[Start of Attachment]

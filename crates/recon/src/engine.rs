use std::collections::HashMap;

use chrono::NaiveDate;
use log::{info, warn};
use serde::Deserialize;

use crate::config::{MatchStrategy, ReconConfig, WebsiteColumns};
use crate::error::ReconError;
use crate::evidence::compute_summary;
use crate::matcher::{match_best_first, match_greedy};
use crate::model::{
    CatalogRecord, Creator, MatchOutcome, ReconInput, ReconMeta, ReconResult, WebsiteRecord,
};
use crate::scorer::{TitleScorer, TokenScorer};

/// Greedy reconciliation with the default title scorer.
pub fn reconcile(
    website: &[WebsiteRecord],
    catalog: &[CatalogRecord],
    threshold: u8,
) -> Vec<MatchOutcome> {
    match_greedy(website, catalog, threshold, &TokenScorer)
}

/// Run reconciliation per config. Returns outcomes + summary.
pub fn run(config: &ReconConfig, input: &ReconInput) -> ReconResult {
    run_with_scorer(config, input, &TokenScorer)
}

pub fn run_with_scorer(
    config: &ReconConfig,
    input: &ReconInput,
    scorer: &dyn TitleScorer,
) -> ReconResult {
    warn_duplicate_titles(&input.catalog);

    let threshold = config.matching.threshold;
    let outcomes = match config.matching.strategy {
        MatchStrategy::Greedy => match_greedy(&input.website, &input.catalog, threshold, scorer),
        MatchStrategy::BestFirst => {
            match_best_first(&input.website, &input.catalog, threshold, scorer)
        }
    };

    let summary = compute_summary(&outcomes);
    info!(
        "{} recon '{}': {} matched, {} website only, {} catalog only",
        config.matching.strategy,
        config.name,
        summary.matched,
        summary.website_only,
        summary.catalog_only,
    );

    ReconResult {
        meta: ReconMeta {
            config_name: config.name.clone(),
            strategy: config.matching.strategy,
            threshold,
            engine_version: env!("CARGO_PKG_VERSION").to_string(),
            run_at: chrono::Utc::now().to_rfc3339(),
        },
        summary,
        outcomes,
    }
}

/// Identical catalog titles are matched as separate records (earliest first),
/// but a scraped page can only ever show them once, so flag them.
fn warn_duplicate_titles(catalog: &[CatalogRecord]) {
    let mut seen: HashMap<&str, usize> = HashMap::new();
    for record in catalog {
        *seen.entry(record.title.as_str()).or_insert(0) += 1;
    }
    for record in catalog {
        if let Some(count) = seen.remove(record.title.as_str()) {
            if count > 1 {
                warn!("catalog title appears {count} times: '{}'", record.title);
            }
        }
    }
}

// ---------------------------------------------------------------------------
// Loaders
// ---------------------------------------------------------------------------

/// Load website records from CSV, in file order.
pub fn load_website_csv(
    csv_data: &str,
    columns: &WebsiteColumns,
) -> Result<Vec<WebsiteRecord>, ReconError> {
    let mut reader = csv::ReaderBuilder::new()
        .has_headers(true)
        .from_reader(csv_data.as_bytes());

    let headers: Vec<String> = reader
        .headers()
        .map_err(|e| ReconError::Io(e.to_string()))?
        .iter()
        .map(|h| h.trim().to_string())
        .collect();

    let idx = |name: &str| -> Result<usize, ReconError> {
        headers
            .iter()
            .position(|h| h == name)
            .ok_or_else(|| ReconError::MissingColumn { column: name.into() })
    };

    let title_idx = idx(&columns.title)?;
    let authors_idx = idx(&columns.authors)?;

    let mut records = Vec::new();
    for record in reader.records() {
        let record = record.map_err(|e| ReconError::Io(e.to_string()))?;
        records.push(WebsiteRecord {
            title: record.get(title_idx).unwrap_or("").trim().to_string(),
            authors: record.get(authors_idx).unwrap_or("").trim().to_string(),
        });
    }

    Ok(records)
}

#[derive(Debug, Deserialize)]
struct RawCatalogItem {
    title: String,
    #[serde(default)]
    creators: Vec<Creator>,
    #[serde(default)]
    date: String,
    #[serde(default)]
    url: Option<String>,
    #[serde(default, rename = "DOI")]
    doi: Option<String>,
}

/// Reference-manager exports either wrap each item in `data` or not.
#[derive(Debug, Deserialize)]
#[serde(untagged)]
enum RawCatalogEntry {
    Wrapped { data: RawCatalogItem },
    Bare(RawCatalogItem),
}

/// Load catalog records from a JSON array of items, in array order.
///
/// `url` is `https://{DOI}` when a DOI is present, the item's own `url`
/// otherwise.
pub fn load_catalog_json(json_data: &str) -> Result<Vec<CatalogRecord>, ReconError> {
    let entries: Vec<RawCatalogEntry> =
        serde_json::from_str(json_data).map_err(|e| ReconError::CatalogParse(e.to_string()))?;

    entries
        .into_iter()
        .map(|entry| -> Result<CatalogRecord, ReconError> {
            let item = match entry {
                RawCatalogEntry::Wrapped { data } => data,
                RawCatalogEntry::Bare(item) => item,
            };

            let date = parse_catalog_date(&item.date).ok_or_else(|| ReconError::DateParse {
                title: item.title.clone(),
                value: item.date.clone(),
            })?;

            let url = match item.doi.as_deref().map(str::trim) {
                Some(doi) if !doi.is_empty() => format!("https://{doi}"),
                _ => item.url.unwrap_or_default(),
            };

            Ok(CatalogRecord {
                title: item.title,
                authors: item.creators,
                date,
                url,
            })
        })
        .collect()
}

/// Accepts full dates (`-` or `/` separated), RFC 3339 timestamps, `YYYY-MM`
/// (first of month) and bare `YYYY` (1 January).
pub fn parse_catalog_date(value: &str) -> Option<NaiveDate> {
    let value = value.trim();

    for fmt in ["%Y-%m-%d", "%Y/%m/%d"] {
        if let Ok(date) = NaiveDate::parse_from_str(value, fmt) {
            return Some(date);
        }
    }

    if let Ok(ts) = chrono::DateTime::parse_from_rfc3339(value) {
        return Some(ts.date_naive());
    }

    if let Ok(date) = NaiveDate::parse_from_str(&format!("{value}-01"), "%Y-%m-%d") {
        return Some(date);
    }

    if value.len() == 4 && value.chars().all(|c| c.is_ascii_digit()) {
        return value.parse().ok().and_then(|y| NaiveDate::from_ymd_opt(y, 1, 1));
    }

    None
}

[End of Attachment]

*Problem details*
Return the records in full, exactly as they read.

*Finished task*
filename crates/recon/src/engine.rs
use std::collections::HashMap;

use chrono::NaiveDate;
use log::{info, warn};
use serde::Deserialize;

use crate::config::{MatchStrategy, ReconConfig, WebsiteColumns};
use crate::error::ReconError;
use crate::evidence::compute_summary;
use crate::matcher::{match_best_first, match_greedy};
use crate::model::{
    CatalogRecord, Creator, MatchOutcome, ReconInput, ReconMeta, ReconResult, WebsiteRecord,
};
use crate::scorer::{TitleScorer, TokenScorer};

/// Greedy reconciliation with the default title scorer.
pub fn reconcile(
    website: &[WebsiteRecord],
    catalog: &[CatalogRecord],
    threshold: u8,
) -> Vec<MatchOutcome> {
    match_greedy(website, catalog, threshold, &TokenScorer)
}

/// Run reconciliation per config. Returns outcomes + summary.
pub fn run(config: &ReconConfig, input: &ReconInput) -> ReconResult {
    run_with_scorer(config, input, &TokenScorer)
}

pub fn run_with_scorer(
    config: &ReconConfig,
    input: &ReconInput,
    scorer: &dyn TitleScorer,
) -> ReconResult {
    warn_duplicate_titles(&input.catalog);

    let threshold = config.matching.threshold;
    let outcomes = match config.matching.strategy {
        MatchStrategy::Greedy => match_greedy(&input.website, &input.catalog, threshold, scorer),
        MatchStrategy::BestFirst => {
            match_best_first(&input.website, &input.catalog, threshold, scorer)
        }
    };

    let summary = compute_summary(&outcomes);
    info!(
        "{} recon '{}': {} matched, {} website only, {} catalog only",
        config.matching.strategy,
        config.name,
        summary.matched,
        summary.website_only,
        summary.catalog_only,
    );

    ReconResult {
        meta: ReconMeta {
            config_name: config.name.clone(),
            strategy: config.matching.strategy,
            threshold,
            engine_version: env!("CARGO_PKG_VERSION").to_string(),
            run_at: chrono::Utc::now().to_rfc3339(),
        },
        summary,
        outcomes,
    }
}

/// Identical catalog titles are matched as separate records (earliest first),
/// but a scraped page can only ever show them once, so flag them.
fn warn_duplicate_titles(catalog: &[CatalogRecord]) {
    let mut seen: HashMap<&str, usize> = HashMap::new();
    for record in catalog {
        *seen.entry(record.title.as_str()).or_insert(0) += 1;
    }
    for record in catalog {
        if let Some(count) = seen.remove(record.title.as_str()) {
            if count > 1 {
                warn!("catalog title appears {count} times: '{}'", record.title);
            }
        }
    }
}

// ---------------------------------------------------------------------------
// Loaders
// ---------------------------------------------------------------------------

/// Load website records from CSV, in file order.
pub fn load_website_csv(
    csv_data: &str,
    columns: &WebsiteColumns,
) -> Result<Vec<WebsiteRecord>, ReconError> {
    let mut reader = csv::ReaderBuilder::new()
        .has_headers(true)
        .from_reader(csv_data.as_bytes());

    let headers: Vec<String> = reader
        .headers()
        .map_err(|e| ReconError::Io(e.to_string()))?
        .iter()
        .map(|h| h.trim().to_string())
        .collect();

    let idx = |name: &str| -> Result<usize, ReconError> {
        headers
            .iter()
            .position(|h| h == name)
            .ok_or_else(|| ReconError::MissingColumn { column: name.into() })
    };

    let title_idx = idx(&columns.title)?;
    let authors_idx = idx(&columns.authors)?;

    let mut records = Vec::new();
    for record in reader.records() {
        let record = record.map_err(|e| ReconError::Io(e.to_string()))?;
        records.push(WebsiteRecord {
            title: record.get(title_idx).unwrap_or("").trim().to_string(),
            authors: record.get(authors_idx).unwrap_or("").trim().to_string(),
        });
    }

    Ok(records)
}

#[derive(Debug, Deserialize)]
struct RawCatalogItem {
    title: String,
    #[serde(default)]
    creators: Vec<Creator>,
    #[serde(default)]
    date: String,
    #[serde(default)]
    url: Option<String>,
    #[serde(default, rename = "DOI")]
    doi: Option<String>,
}

/// Reference-manager exports either wrap each item in `data` or not.
#[derive(Debug, Deserialize)]
#[serde(untagged)]
enum RawCatalogEntry {
    Wrapped { data: RawCatalogItem },
    Bare(RawCatalogItem),
}

/// Load catalog records from a JSON array of items, in array order.
///
/// `url` is `https://{DOI}` when a DOI is present, the item's own `url`
/// otherwise.
pub fn load_catalog_json(json_data: &str) -> Result<Vec<CatalogRecord>, ReconError> {
    let entries: Vec<RawCatalogEntry> =
        serde_json::from_str(json_data).map_err(|e| ReconError::CatalogParse(e.to_string()))?;

    entries
        .into_iter()
        .map(|entry| -> Result<CatalogRecord, ReconError> {
            let item = match entry {
                RawCatalogEntry::Wrapped { data } => data,
                RawCatalogEntry::Bare(item) => item,
            };

            let date = parse_catalog_date(&item.date).ok_or_else(|| ReconError::DateParse {
                title: item.title.clone(),
                value: item.date.clone(),
            })?;

            let url = match item.doi.as_deref().map(str::trim) {
                Some(doi) if !doi.is_empty() => format!("https://{doi}"),
                _ => item.url.unwrap_or_default(),
            };

            Ok(CatalogRecord {
                title: item.title,
                authors: item.creators,
                date,
                url,
            })
        })
        .collect()
}

/// Accepts full dates (`-` or `/` separated), RFC 3339 timestamps, `YYYY-MM`
/// (first of month) and bare `YYYY` (1 January).
pub fn parse_catalog_date(value: &str) -> Option<NaiveDate> {
    let value = value.trim();

    for fmt in ["%Y-%m-%d", "%Y/%m/%d"] {
        if let Ok(date) = NaiveDate::parse_from_str(value, fmt) {
            return Some(date);
        }
    }

    if let Ok(ts) = chrono::DateTime::parse_from_rfc3339(value) {
        return Some(ts.date_naive());
    }

    if let Ok(date) = NaiveDate::parse_from_str(&format!("{value}-01"), "%Y-%m-%d") {
        return Some(date);
    }

    if value.len() == 4 && value.chars().all(|c| c.is_ascii_digit()) {
        return value.parse().ok().and_then(|y| NaiveDate::from_ymd_opt(y, 1, 1));
    }

    None
}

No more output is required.